# Data for this exercise

###

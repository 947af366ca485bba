//! The global hotkey: Control+Alt plus one configured letter.

use std::fmt;
use std::str::FromStr;

/// Error returned when the `--hotkey` value is not a single letter between A and Z
#[derive(Debug, Clone, PartialEq, Eq, thiserror::Error)]
pub enum ParseHotkeyError {
    #[error("Please specify the hotkey flag. It was empty.")]
    Empty,
    #[error("Please specify the hotkey flag between A and Z (got '{0}')")]
    OutOfRange(String),
}

/// Control+Alt+`letter`. The letter is always stored upper case.
#[derive(Debug, Clone, Copy, PartialEq, Eq)]
pub struct Hotkey {
    letter: char,
}

impl Hotkey {
    pub fn letter(&self) -> char {
        self.letter
    }

    /// Win32 virtual-key code. `VK_A`..`VK_Z` equal the ASCII upper-case letters.
    #[cfg_attr(not(windows), allow(dead_code))]
    pub fn virtual_key(&self) -> u32 {
        self.letter() as u32
    }

    /// Key combination in Sway `bindsym` syntax.
    #[cfg_attr(not(unix), allow(dead_code))]
    pub fn sway_binding(&self) -> String {
        format!("Ctrl+Mod1+{}", self.letter().to_ascii_lowercase())
    }
}

impl FromStr for Hotkey {
    type Err = ParseHotkeyError;

    fn from_str(s: &str) -> Result<Self, Self::Err> {
        let trimmed = s.trim();
        let mut chars = trimmed.chars();
        let first = chars.next().ok_or(ParseHotkeyError::Empty)?;

        if chars.next().is_some() || !first.is_ascii_alphabetic() {
            return Err(ParseHotkeyError::OutOfRange(trimmed.to_string()));
        }

        Ok(Hotkey {
            letter: first.to_ascii_uppercase(),
        })
    }
}

impl fmt::Display for Hotkey {
    fn fmt(&self, f: &mut fmt::Formatter<'_>) -> fmt::Result {
        write!(f, "Ctrl+Alt+{}", self.letter())
    }
}

#[cfg(test)]
mod tests {
    use super::*;

    #[test]
    fn test_parse_uppercase_letter() {
        let hotkey: Hotkey = "T".parse().unwrap();
        assert_eq!(hotkey.letter(), 'T');
    }

    #[test]
    fn test_parse_normalizes_to_uppercase() {
        let hotkey: Hotkey = "q".parse().unwrap();
        assert_eq!(hotkey.letter(), 'Q');
        assert_eq!(hotkey.to_string(), "Ctrl+Alt+Q");
    }

    #[test]
    fn test_parse_trims_whitespace() {
        assert_eq!("  z ".parse::<Hotkey>().unwrap().letter(), 'Z');
    }

    #[test]
    fn test_parse_empty_is_rejected() {
        assert_eq!("".parse::<Hotkey>(), Err(ParseHotkeyError::Empty));
        assert_eq!("   ".parse::<Hotkey>(), Err(ParseHotkeyError::Empty));
    }

    #[test]
    fn test_parse_out_of_range() {
        for bad in ["1", "@", "[", "é", "ab", "F1"] {
            assert!(
                matches!(bad.parse::<Hotkey>(), Err(ParseHotkeyError::OutOfRange(_))),
                "{bad} should be rejected"
            );
        }
    }

    #[test]
    fn test_virtual_key_matches_ascii() {
        assert_eq!("a".parse::<Hotkey>().unwrap().virtual_key(), 0x41);
        assert_eq!("Z".parse::<Hotkey>().unwrap().virtual_key(), 0x5A);
    }

    #[test]
    fn test_sway_binding() {
        let hotkey: Hotkey = "T".parse().unwrap();
        assert_eq!(hotkey.sway_binding(), "Ctrl+Mod1+t");
    }
}
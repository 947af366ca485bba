//! Win32 backend: process creation, window enumeration and the hotkey message pump.

use crate::daemon::ControlEvent;
use crate::hotkey::Hotkey;
use crate::process::{LaunchError, LaunchSpec, Pid, ProcessHost, StdioHandle, check_launch_request};
use crate::window_locator::{WindowEntry, WindowSystem};
use anyhow::{Context, Result};
use std::os::windows::ffi::OsStrExt;
use std::os::windows::io::AsRawHandle;
use std::sync::mpsc as std_mpsc;
use std::thread::JoinHandle;
use tokio::sync::mpsc;
use tracing::{debug, error, info, warn};
use windows::Win32::Foundation::{
    BOOL, CloseHandle, DUPLICATE_SAME_ACCESS, DuplicateHandle, HANDLE, HWND, LPARAM, TRUE,
    WAIT_OBJECT_0, WPARAM,
};
use windows::Win32::System::Threading::{
    CREATE_NEW_CONSOLE, CREATE_UNICODE_ENVIRONMENT, CreateProcessW, GetCurrentProcess,
    GetCurrentThreadId, OpenProcess, PROCESS_INFORMATION, PROCESS_SYNCHRONIZE,
    STARTF_USESTDHANDLES, STARTUPINFOW, WaitForSingleObject,
};
use windows::Win32::UI::Input::KeyboardAndMouse::{
    MOD_ALT, MOD_CONTROL, MOD_NOREPEAT, RegisterHotKey, UnregisterHotKey,
};
use windows::Win32::UI::WindowsAndMessaging::{
    EnumWindows, GetMessageW, GetWindowThreadProcessId, IsWindowVisible, MB_ICONWARNING, MB_OK,
    MSG, MessageBoxW, PostThreadMessageW, SW_HIDE, SW_MINIMIZE, SW_RESTORE, SW_SHOW, ShowWindow,
    WM_HOTKEY, WM_QUIT,
};
use windows::core::{HSTRING, PCWSTR, PWSTR};

const HOTKEY_ID: i32 = 1;
const DIALOG_TITLE: &str = "hotkey-toggle";

/// Closes the wrapped handle on every exit path.
struct HandleGuard(HANDLE);

impl Drop for HandleGuard {
    fn drop(&mut self) {
        // SAFETY: the guard is the sole owner of a valid handle.
        if let Err(e) = unsafe { CloseHandle(self.0) } {
            debug!("CloseHandle failed: {}", e);
        }
    }
}

fn to_wide(s: impl AsRef<std::ffi::OsStr>) -> Vec<u16> {
    s.as_ref().encode_wide().chain(std::iter::once(0)).collect()
}

#[derive(Debug, Default)]
pub struct Win32Processes;

impl Win32Processes {
    pub fn new() -> Self {
        Win32Processes
    }
}

impl ProcessHost for Win32Processes {
    fn is_gone(&mut self, pid: Pid) -> bool {
        // SAFETY: plain handle-returning call; the handle is owned by the guard.
        let process = match unsafe { OpenProcess(PROCESS_SYNCHRONIZE, false, pid) } {
            Ok(handle) => HandleGuard(handle),
            Err(e) => {
                debug!("OpenProcess({}) failed, treating as gone: {}", pid, e);
                return true;
            }
        };

        // SAFETY: zero timeout, returns immediately.
        let wait = unsafe { WaitForSingleObject(process.0, 0) };
        wait == WAIT_OBJECT_0
    }

    fn launch(
        &mut self,
        spec: &LaunchSpec,
        stdio: Vec<Option<StdioHandle>>,
    ) -> Result<Pid, LaunchError> {
        check_launch_request(spec, &stdio)?;

        let duplicates = duplicate_slots(&stdio)?;
        let inherit = duplicates.iter().any(Option::is_some);

        let mut startup = STARTUPINFOW {
            cb: std::mem::size_of::<STARTUPINFOW>() as u32,
            ..Default::default()
        };
        if inherit {
            let raw = |slot: &Option<HandleGuard>| slot.as_ref().map(|g| g.0).unwrap_or_default();
            startup.dwFlags = STARTF_USESTDHANDLES;
            startup.hStdInput = raw(&duplicates[0]);
            startup.hStdOutput = raw(&duplicates[1]);
            startup.hStdError = raw(&duplicates[2]);
        }

        // CreateProcessW may modify the command line buffer in place
        let mut command_line = to_wide(spec.command_line());
        let directory = to_wide(spec.working_directory());
        let mut info = PROCESS_INFORMATION::default();

        // SAFETY: every pointer references a live local for the duration of the call.
        let created = unsafe {
            CreateProcessW(
                PCWSTR::null(),
                PWSTR(command_line.as_mut_ptr()),
                None,
                None,
                inherit,
                CREATE_NEW_CONSOLE | CREATE_UNICODE_ENVIRONMENT,
                None,
                PCWSTR(directory.as_ptr()),
                &startup,
                &mut info,
            )
        };
        drop(duplicates);

        created.map_err(|e| LaunchError::Spawn {
            command_line: spec.command_line().to_string(),
            source: std::io::Error::from_raw_os_error(e.code().0 & 0xFFFF),
        })?;

        // Neither handle is retained; liveness is probed by pid
        drop(HandleGuard(info.hThread));
        drop(HandleGuard(info.hProcess));
        Ok(info.dwProcessId)
    }
}

/// Duplicate each supplied handle as inheritable within the current process.
fn duplicate_slots(stdio: &[Option<StdioHandle>]) -> Result<Vec<Option<HandleGuard>>, LaunchError> {
    let mut duplicates = Vec::with_capacity(stdio.len());
    for (slot, handle) in stdio.iter().enumerate() {
        let Some(handle) = handle else {
            duplicates.push(None);
            continue;
        };

        let mut duplicate = HANDLE::default();
        // SAFETY: source handle is owned by the caller and valid; the
        // duplicate is owned by the returned guard.
        unsafe {
            let current = GetCurrentProcess();
            DuplicateHandle(
                current,
                HANDLE(handle.as_raw_handle()),
                current,
                &mut duplicate,
                0,
                true,
                DUPLICATE_SAME_ACCESS,
            )
        }
        .map_err(|e| LaunchError::DuplicateHandle {
            slot,
            source: std::io::Error::from_raw_os_error(e.code().0 & 0xFFFF),
        })?;
        duplicates.push(Some(HandleGuard(duplicate)));
    }
    Ok(duplicates)
}

/// Top-level windows via EnumWindows / GetWindowThreadProcessId.
#[derive(Debug, Default)]
pub struct Win32Windows;

impl Win32Windows {
    pub fn new() -> Self {
        Win32Windows
    }
}

unsafe extern "system" fn collect_window(hwnd: HWND, lparam: LPARAM) -> BOOL {
    // SAFETY: lparam is the address of the Vec passed by top_level_windows,
    // which outlives the EnumWindows call.
    let entries = unsafe { &mut *(lparam.0 as *mut Vec<WindowEntry<HWND>>) };

    let mut pid = 0u32;
    // SAFETY: hwnd comes straight from the enumeration.
    unsafe { GetWindowThreadProcessId(hwnd, Some(&mut pid)) };
    entries.push(WindowEntry {
        window: hwnd,
        owner: (pid != 0).then_some(pid),
    });
    TRUE
}

impl WindowSystem for Win32Windows {
    type Window = HWND;

    fn top_level_windows(&mut self) -> Result<Vec<WindowEntry<HWND>>> {
        let mut entries: Vec<WindowEntry<HWND>> = Vec::new();
        // SAFETY: the callback only runs during this call.
        unsafe {
            EnumWindows(
                Some(collect_window),
                LPARAM(&mut entries as *mut Vec<WindowEntry<HWND>> as isize),
            )
        }
        .context("EnumWindows failed")?;
        Ok(entries)
    }

    fn is_visible(&mut self, window: HWND) -> bool {
        // SAFETY: a stale HWND simply reports not visible.
        unsafe { IsWindowVisible(window) }.as_bool()
    }

    fn set_visible(&mut self, window: HWND, visible: bool) {
        let command = if visible { SW_SHOW } else { SW_HIDE };
        // SAFETY: as above; the return value is the previous visibility.
        let _ = unsafe { ShowWindow(window, command) };
    }

    fn minimize(&mut self, window: HWND) {
        // SAFETY: as above.
        let _ = unsafe { ShowWindow(window, SW_MINIMIZE) };
    }

    fn restore(&mut self, window: HWND) {
        // SAFETY: as above.
        let _ = unsafe { ShowWindow(window, SW_RESTORE) };
    }
}

/// Thread owning the hotkey registration and its message queue.
///
/// WM_HOTKEY becomes `ControlEvent::Activate`, WM_QUIT becomes
/// `ControlEvent::Shutdown` with the quit code.
pub struct HotkeyPump {
    thread_id: u32,
    thread: Option<JoinHandle<()>>,
}

impl HotkeyPump {
    /// Register `hotkey` on a new thread. Fails if the registration fails.
    pub fn start(hotkey: Hotkey, tx: mpsc::UnboundedSender<ControlEvent>) -> Result<Self> {
        let (ready_tx, ready_rx) = std_mpsc::channel::<Result<u32, String>>();

        let thread = std::thread::Builder::new()
            .name("hotkey-pump".to_string())
            .spawn(move || pump(hotkey, tx, ready_tx))
            .context("Failed to spawn hotkey thread")?;

        match ready_rx.recv() {
            Ok(Ok(thread_id)) => Ok(HotkeyPump {
                thread_id,
                thread: Some(thread),
            }),
            Ok(Err(e)) => {
                let _ = thread.join();
                anyhow::bail!("RegisterHotKey failed for {}: {}", hotkey, e)
            }
            Err(_) => anyhow::bail!("Hotkey thread exited during startup"),
        }
    }
}

impl Drop for HotkeyPump {
    fn drop(&mut self) {
        // SAFETY: posting to a thread id we created; failure means it already exited.
        if let Err(e) =
            unsafe { PostThreadMessageW(self.thread_id, WM_QUIT, WPARAM(0), LPARAM(0)) }
        {
            debug!("Hotkey thread already gone: {}", e);
        }
        if let Some(thread) = self.thread.take() {
            let _ = thread.join();
        }
    }
}

fn pump(
    hotkey: Hotkey,
    tx: mpsc::UnboundedSender<ControlEvent>,
    ready: std_mpsc::Sender<Result<u32, String>>,
) {
    let modifiers = MOD_CONTROL | MOD_ALT | MOD_NOREPEAT;
    // SAFETY: registers against this thread's message queue.
    let registered =
        unsafe { RegisterHotKey(HWND::default(), HOTKEY_ID, modifiers, hotkey.virtual_key()) };
    if let Err(e) = registered {
        let _ = ready.send(Err(e.to_string()));
        return;
    }

    // SAFETY: trivial query.
    let _ = ready.send(Ok(unsafe { GetCurrentThreadId() }));
    info!("Registered hotkey {}", hotkey);

    let mut msg = MSG::default();
    loop {
        // SAFETY: msg is a valid out-pointer.
        let status = unsafe { GetMessageW(&mut msg, HWND::default(), 0, 0) };
        match status.0 {
            0 => {
                let code = msg.wParam.0 as i32;
                debug!("WM_QUIT received (code {})", code);
                let _ = tx.send(ControlEvent::Shutdown { code });
                break;
            }
            -1 => {
                error!("GetMessageW failed: {}", windows::core::Error::from_win32());
                let _ = tx.send(ControlEvent::Shutdown { code: 1 });
                break;
            }
            _ if msg.message == WM_HOTKEY && msg.wParam.0 == HOTKEY_ID as usize => {
                debug!("WM_HOTKEY received");
                if tx.send(ControlEvent::Activate { reply: None }).is_err() {
                    warn!("Daemon stopped, dropping hotkey press");
                    break;
                }
            }
            _ => {}
        }
    }

    // SAFETY: unregisters the id registered above on this same thread.
    if let Err(e) = unsafe { UnregisterHotKey(HWND::default(), HOTKEY_ID) } {
        debug!("UnregisterHotKey failed: {}", e);
    }
}

/// Warning message box for fatal startup errors.
pub fn show_error_dialog(message: &str) {
    // SAFETY: both strings outlive the modal call.
    unsafe {
        MessageBoxW(
            HWND::default(),
            &HSTRING::from(message),
            &HSTRING::from(DIALOG_TITLE),
            MB_ICONWARNING | MB_OK,
        );
    }
}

###

# What to work on
Quote exactly the stretch of lines above that starts at the first one and ends at the line with "fn fmt(&self, f: &mut", and nothing beyond it.

# Expected output
repository 947af366ca485bba
//! The global hotkey: Control+Alt plus one configured letter.

use std::fmt;
use std::str::FromStr;

/// Error returned when the `--hotkey` value is not a single letter between A and Z
#[derive(Debug, Clone, PartialEq, Eq, thiserror::Error)]
pub enum ParseHotkeyError {
    #[error("Please specify the hotkey flag. It was empty.")]
    Empty,
    #[error("Please specify the hotkey flag between A and Z (got '{0}')")]
    OutOfRange(String),
}

/// Control+Alt+`letter`. The letter is always stored upper case.
#[derive(Debug, Clone, Copy, PartialEq, Eq)]
pub struct Hotkey {
    letter: char,
}

impl Hotkey {
    pub fn letter(&self) -> char {
        self.letter
    }

    /// Win32 virtual-key code. `VK_A`..`VK_Z` equal the ASCII upper-case letters.
    #[cfg_attr(not(windows), allow(dead_code))]
    pub fn virtual_key(&self) -> u32 {
        self.letter() as u32
    }

    /// Key combination in Sway `bindsym` syntax.
    #[cfg_attr(not(unix), allow(dead_code))]
    pub fn sway_binding(&self) -> String {
        format!("Ctrl+Mod1+{}", self.letter().to_ascii_lowercase())
    }
}

impl FromStr for Hotkey {
    type Err = ParseHotkeyError;

    fn from_str(s: &str) -> Result<Self, Self::Err> {
        let trimmed = s.trim();
        let mut chars = trimmed.chars();
        let first = chars.next().ok_or(ParseHotkeyError::Empty)?;

        if chars.next().is_some() || !first.is_ascii_alphabetic() {
            return Err(ParseHotkeyError::OutOfRange(trimmed.to_string()));
        }

        Ok(Hotkey {
            letter: first.to_ascii_uppercase(),
        })
    }
}

impl fmt::Display for Hotkey {
    fn fmt(&self, f: &mut fmt::Formatter<'_>) -> fmt::Result {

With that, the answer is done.